Un pays déconseillé - Une certaine insécurité liée à la guerre civile et à la drogue - Les toilettes du pape

 

Guatemala Las Cruces_00 bis

A lire les conseils aux voyageurs sur le site du ministère des Affaires étrangères, il conviendrait plutôt d’éviter de se rendre dans le pays ! Entre état de siège, menaces d’éruptions volcaniques et de tremblements de terre et malversations à la carte bancaire, il y a de quoi décourager les plus téméraires. D’après nos interlocuteurs guatémaltèques, certaines nationalités seraient d’ailleurs plus sensibles que d’autres à ces différentes alarmes… Elles toucheraient prioritairement Américains et Allemands qui se feraient plus rares sur les sites mayas du Petén, alors que les Français résisteraient assez bien et seraient désormais les visiteurs les plus nombreux.

Il faut savoir néanmoins que le pays serait un des plus dangereux de la région. Les assassinats y sont monnaie courante. Dans le Petén, l’état de siège a été déclaré pour une durée de trente jours, en mai 2011, suite à l’assassinat de 27 ouvriers agricoles. L’armée a été dotée de pouvoirs exceptionnels comme aux plus mauvais temps de la dictature militaire : possibilité de détenir des suspects sans mandat, interdiction des manifestations publiques. Il s’agissait, semble-t-il, d’un massacre perpétré par le cartel de narcotrafiquants d’origine mexicaine, « Los Zetas », considéré comme l’un des plus dangereux en Amérique centrale. Ce groupe armé, composé de tueurs à gage mexicains et d’anciens militaires guatémaltèques se livre au trafic de stupéfiants, aux enlèvements, au racket, au blanchiment d'argent.

La situation actuelle du Guatemala est, pour partie, la conséquence de la terrible guerre civile qui a ravagé le pays pendant trente-six années, faisant plus de 100 000 morts et 40 000 disparus, majoritairement des indiens mayas, et a contraint plus de 100 000 personnes à quitter le pays. Les bandes armées, paramilitaires et autres groupes de choc, se convertissent désormais et, avec à-propos, dans l’industrie privée du crime organisé après avoir acquis et démontré leurs compétences dans la terreur d’Etat.
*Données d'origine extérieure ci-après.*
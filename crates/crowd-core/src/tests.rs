//! Unit tests for crowd-core primitives.

#[cfg(test)]
mod ids {
    use crate::{AgentId, GroupId, TargetId};

    #[test]
    fn index_roundtrip() {
        let id = AgentId(42);
        assert_eq!(id.index(), 42);
        assert_eq!(AgentId::try_from(42usize).unwrap(), id);
    }

    #[test]
    fn ordering() {
        assert!(AgentId(0) < AgentId(1));
        assert!(TargetId(100) > TargetId(99));
    }

    #[test]
    fn invalid_sentinels_are_max() {
        assert_eq!(AgentId::INVALID.0, u32::MAX);
        assert_eq!(TargetId::INVALID.0, u32::MAX);
        assert_eq!(GroupId::INVALID.0, u32::MAX);
    }

    #[test]
    fn display() {
        assert_eq!(AgentId(7).to_string(), "AgentId(7)");
    }
}

#[cfg(test)]
mod geometry {
    use crate::{Point2, Rect, Shape};

    #[test]
    fn rect_contains_half_open() {
        let r = Rect::new(0.0, 0.0, 10.0, 5.0);
        assert!(r.contains(Point2::new(0.0, 0.0)));
        assert!(r.contains(Point2::new(5.0, 2.0)));
        assert!(!r.contains(Point2::new(10.0, 2.5)));
        assert!(!r.contains(Point2::new(5.0, 5.0)));
    }

    #[test]
    fn rect_signed_distance() {
        let r = Rect::new(0.0, 0.0, 10.0, 5.0);
        // Center of the rect: 2.5 m in from the near edges.
        assert!((r.signed_distance(Point2::new(5.0, 2.5)) + 2.5).abs() < 1e-12);
        // 3 m past the right edge.
        assert!((r.signed_distance(Point2::new(13.0, 2.5)) - 3.0).abs() < 1e-12);
        // Outside past a corner: diagonal distance.
        let d = r.signed_distance(Point2::new(12.0, 7.0));
        assert!((d - (8.0f64).sqrt()).abs() < 1e-12);
    }

    #[test]
    fn circle_queries() {
        let c = Shape::Circle {
            center: Point2::new(0.0, 0.0),
            radius: 2.0,
        };
        assert!(c.contains(Point2::new(1.0, 0.0)));
        assert!(c.contains(Point2::new(2.0, 0.0)));
        assert!(!c.contains(Point2::new(2.1, 0.0)));
        assert!((c.signed_distance(Point2::new(3.0, 0.0)) - 1.0).abs() < 1e-12);
        assert!((c.signed_distance(Point2::new(0.0, 0.0)) + 2.0).abs() < 1e-12);
        let b = c.bounds();
        assert_eq!((b.x, b.y, b.width, b.height), (-2.0, -2.0, 4.0, 4.0));
    }

    #[test]
    fn polygon_queries() {
        let square = Shape::Polygon {
            points: vec![
                Point2::new(0.0, 0.0),
                Point2::new(4.0, 0.0),
                Point2::new(4.0, 4.0),
                Point2::new(0.0, 4.0),
            ],
        };
        assert!(square.contains(Point2::new(2.0, 2.0)));
        assert!(!square.contains(Point2::new(5.0, 2.0)));
        assert!((square.signed_distance(Point2::new(2.0, 2.0)) + 2.0).abs() < 1e-12);
        assert!((square.signed_distance(Point2::new(6.0, 2.0)) - 2.0).abs() < 1e-12);
        assert_eq!(square.center(), Point2::new(2.0, 2.0));
    }

    #[test]
    fn step_towards_clamps_at_goal() {
        let from = Point2::new(0.0, 0.0);
        let goal = Point2::new(10.0, 0.0);
        assert_eq!(from.step_towards(goal, 3.0), Point2::new(3.0, 0.0));
        assert_eq!(from.step_towards(goal, 20.0), goal);
        assert_eq!(goal.step_towards(goal, 1.0), goal);
    }

    #[test]
    fn validate_rejects_degenerate_shapes() {
        assert!(Shape::Rectangle(Rect::new(0.0, 0.0, 0.0, 5.0)).validate().is_err());
        let bad_circle = Shape::Circle {
            center: Point2::new(0.0, 0.0),
            radius: -1.0,
        };
        assert!(bad_circle.validate().is_err());
        let bad_polygon = Shape::Polygon {
            points: vec![Point2::new(0.0, 0.0), Point2::new(1.0, 0.0)],
        };
        assert!(bad_polygon.validate().is_err());
        assert!(Shape::Rectangle(Rect::new(0.0, 0.0, 10.0, 5.0)).validate().is_ok());
    }

    #[test]
    fn rect_max_extent() {
        assert_eq!(Rect::new(0.0, 0.0, 10.0, 5.0).max_extent(), 10.0);
        assert_eq!(Rect::new(0.0, 0.0, 3.0, 5.0).max_extent(), 5.0);
    }
}

#[cfg(test)]
mod time {
    use crate::SimClock;

    #[test]
    fn clock_advances_in_fixed_steps() {
        let mut clock = SimClock::new(0.4);
        assert_eq!(clock.now_secs(), 0.0);
        clock.advance();
        assert!((clock.now_secs() - 0.4).abs() < 1e-12);
        clock.advance();
        assert!((clock.now_secs() - 0.8).abs() < 1e-12);
        assert_eq!(clock.step_count, 2);
    }

    #[test]
    fn time_is_derived_not_accumulated() {
        let mut clock = SimClock::new(0.4);
        for _ in 0..10 {
            clock.advance();
        }
        // 10 * 0.4 computed once, not 0.4 added ten times.
        assert!((clock.now_secs() - 4.0).abs() < 1e-12);
    }

    #[test]
    fn next_secs_is_one_step_ahead() {
        let clock = SimClock::new(0.5);
        assert!((clock.next_secs() - 0.5).abs() < 1e-12);
    }
}

#[cfg(test)]
mod rng {
    use crate::SimRng;

    #[test]
    fn deterministic_same_seed() {
        let mut r1 = SimRng::new(12345);
        let mut r2 = SimRng::new(12345);
        for _ in 0..100 {
            let a: f64 = r1.random();
            let b: f64 = r2.random();
            assert_eq!(a, b);
        }
    }

    #[test]
    fn child_streams_diverge() {
        let mut root_a = SimRng::new(1);
        let mut root_b = SimRng::new(1);
        let mut c0 = root_a.child(0);
        let mut c1 = root_b.child(1);
        let a: u64 = c0.random();
        let b: u64 = c1.random();
        assert_ne!(a, b, "children with different offsets should diverge");
    }

    #[test]
    fn gen_range_in_bounds() {
        let mut rng = SimRng::new(0);
        for _ in 0..1000 {
            let v = rng.gen_range(0.0f64..1.0);
            assert!((0.0..1.0).contains(&v));
        }
    }
}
Le 6 novembre dernier, après des alternances politiques mouvementées, c'est dans une certaine indifférence, semble-t-il, que l'ex-général Otto Fernando Pérez Molina, candidat du « Parti Patriote », a remporté les élections présidentielles avec environ 54 % des suffrages face à son rival centriste Manuel Baldizón, du parti « Liberté démocratique rénovée » (Lider). Les routes des Hautes-Terres sont encore submergées d’affiches électorales, de slogans peints sur les murs, les poteaux électriques et les barrières de protection. Par contre, si le « Parti Patriote » est arrivé en tête aux législatives devant l'UNE, le parti de l’ancien président, il n'obtient pas la majorité des sièges au Congrès. Bien évidemment, l'élection d'un ex-militaire à la tête de l'État est accueillie avec une certaine crainte par les organisations de défense des droits de l'homme.

A notre arrivée au Guatemala, notre premier souci est de chercher la douane pour y faire tamponner nos passeports, car nul douanier, policier ou militaire ne contrôle le chemin de la berge où nous accostons après une remontée du Rio Usumacinta en pirogue. Heureusement, le chauffeur qui nous attendait sur la berge connait assez le village pour nous y conduire. Mais nous tombons mal, car c’est l’heure de la sieste et, dans le bureau de la douane, seul le téléviseur est en fonctionnement.

Notre second souci est de trouver des toilettes après 80 kilomètres d’une piste particulièrement chaotique et éprouvante. Mais là encore, notre chauffeur connait les bonnes adresses et nous indique des « toilettes publiques » au village de Las Cruces. En fait, il s’agit d’une initiative privée d’un villageois ayant installé des toilettes dans son jardin ! Exactement comme dans le film uruguayen « Les Toilettes du pape » [1] où Beto, un père de famille débrouillard, a l’idée de construire des toilettes à l'occasion de la visite du pape Jean-Paul II à Melo, en Uruguay, à 60 km de la frontière avec le Brésil. Le film narre les péripéties multiples de la réalisation des toilettes qui ne sera finalement pas effectuée à temps ! Je ne sais pas si notre villageois de Las Cruces avait eu l’occasion de voir le film mais ses toilettes, assez sommaires, n’en sont pas moins efficaces. C’est la grand-mère qui est chargée du rôle de « Dame pipi ». Elle fait payer les clients à des tarifs différents selon l’utilisation prévue et leur distribue, selon l’utilisation et le sexe, des feuilles de papier-toilette.


[1] Enrique Fernández et César Charlone. « El Baño del Papa ». 2008.